▶ **Requirement**: Tally every line of the listing where the string "names" is found, and state the total alone.

▶ **Information supplied**:
****

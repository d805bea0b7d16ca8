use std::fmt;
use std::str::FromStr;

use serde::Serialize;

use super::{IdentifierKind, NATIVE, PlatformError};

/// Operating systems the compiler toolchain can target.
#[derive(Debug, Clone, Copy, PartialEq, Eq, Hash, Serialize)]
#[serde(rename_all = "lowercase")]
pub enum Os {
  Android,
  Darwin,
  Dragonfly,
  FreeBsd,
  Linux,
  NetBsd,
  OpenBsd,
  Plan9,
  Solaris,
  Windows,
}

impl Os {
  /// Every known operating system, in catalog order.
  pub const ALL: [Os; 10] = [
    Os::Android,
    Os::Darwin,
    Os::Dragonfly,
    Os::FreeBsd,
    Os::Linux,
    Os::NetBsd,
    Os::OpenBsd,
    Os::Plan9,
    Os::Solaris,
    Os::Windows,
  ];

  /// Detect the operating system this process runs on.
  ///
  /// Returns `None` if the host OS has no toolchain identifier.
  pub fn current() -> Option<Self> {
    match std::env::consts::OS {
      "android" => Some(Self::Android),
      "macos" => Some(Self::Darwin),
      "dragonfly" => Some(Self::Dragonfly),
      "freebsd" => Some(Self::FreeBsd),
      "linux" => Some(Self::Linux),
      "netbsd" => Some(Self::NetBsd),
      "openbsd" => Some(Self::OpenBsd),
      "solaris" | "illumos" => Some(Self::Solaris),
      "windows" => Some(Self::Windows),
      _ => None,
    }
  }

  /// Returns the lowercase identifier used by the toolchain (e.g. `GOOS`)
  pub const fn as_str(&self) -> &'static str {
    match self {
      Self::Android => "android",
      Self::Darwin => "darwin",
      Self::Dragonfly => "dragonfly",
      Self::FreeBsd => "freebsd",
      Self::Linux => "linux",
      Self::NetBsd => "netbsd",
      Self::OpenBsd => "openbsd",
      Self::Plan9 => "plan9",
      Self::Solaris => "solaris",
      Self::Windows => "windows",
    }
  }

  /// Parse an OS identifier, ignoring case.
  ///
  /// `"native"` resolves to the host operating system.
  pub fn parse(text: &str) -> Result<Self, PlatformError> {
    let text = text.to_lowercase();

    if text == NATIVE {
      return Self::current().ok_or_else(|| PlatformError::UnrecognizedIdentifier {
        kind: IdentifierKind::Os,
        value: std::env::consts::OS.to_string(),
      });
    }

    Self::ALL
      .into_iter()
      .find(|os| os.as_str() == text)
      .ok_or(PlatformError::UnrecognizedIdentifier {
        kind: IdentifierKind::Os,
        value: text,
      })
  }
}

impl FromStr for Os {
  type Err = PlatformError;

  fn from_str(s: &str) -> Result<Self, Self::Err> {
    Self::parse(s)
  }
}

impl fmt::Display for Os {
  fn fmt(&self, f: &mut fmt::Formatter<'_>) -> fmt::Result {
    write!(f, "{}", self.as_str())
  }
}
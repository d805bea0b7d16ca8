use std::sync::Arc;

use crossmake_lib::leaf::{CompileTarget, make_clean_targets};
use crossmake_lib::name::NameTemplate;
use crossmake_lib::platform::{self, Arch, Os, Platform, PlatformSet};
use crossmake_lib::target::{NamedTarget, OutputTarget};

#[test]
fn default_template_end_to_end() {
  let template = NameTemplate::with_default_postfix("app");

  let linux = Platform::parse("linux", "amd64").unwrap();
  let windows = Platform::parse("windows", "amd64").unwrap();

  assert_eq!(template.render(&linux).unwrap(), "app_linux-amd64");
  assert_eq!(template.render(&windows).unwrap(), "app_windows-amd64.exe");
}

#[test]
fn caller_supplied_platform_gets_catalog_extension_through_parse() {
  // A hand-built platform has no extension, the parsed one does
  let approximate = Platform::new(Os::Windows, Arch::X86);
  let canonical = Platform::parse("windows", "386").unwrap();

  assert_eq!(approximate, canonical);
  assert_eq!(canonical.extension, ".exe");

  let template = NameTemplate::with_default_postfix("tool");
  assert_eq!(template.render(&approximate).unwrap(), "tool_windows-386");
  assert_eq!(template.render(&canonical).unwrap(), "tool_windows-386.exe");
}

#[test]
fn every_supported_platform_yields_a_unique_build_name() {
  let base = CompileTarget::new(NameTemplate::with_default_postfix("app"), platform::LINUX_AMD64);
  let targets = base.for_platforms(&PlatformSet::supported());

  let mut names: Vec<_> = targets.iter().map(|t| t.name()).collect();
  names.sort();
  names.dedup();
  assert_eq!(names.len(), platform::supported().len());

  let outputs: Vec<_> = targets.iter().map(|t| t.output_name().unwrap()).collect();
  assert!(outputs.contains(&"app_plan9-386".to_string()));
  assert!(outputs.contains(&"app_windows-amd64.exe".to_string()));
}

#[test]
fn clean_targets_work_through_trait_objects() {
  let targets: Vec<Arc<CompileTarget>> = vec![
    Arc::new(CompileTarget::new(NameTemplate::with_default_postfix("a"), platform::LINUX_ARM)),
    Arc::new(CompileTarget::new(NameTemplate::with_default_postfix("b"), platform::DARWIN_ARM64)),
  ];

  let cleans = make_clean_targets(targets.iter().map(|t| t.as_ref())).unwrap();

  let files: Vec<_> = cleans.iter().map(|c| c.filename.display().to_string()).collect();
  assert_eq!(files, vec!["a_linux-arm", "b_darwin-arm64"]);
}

****

▶ **Output of the task**: 4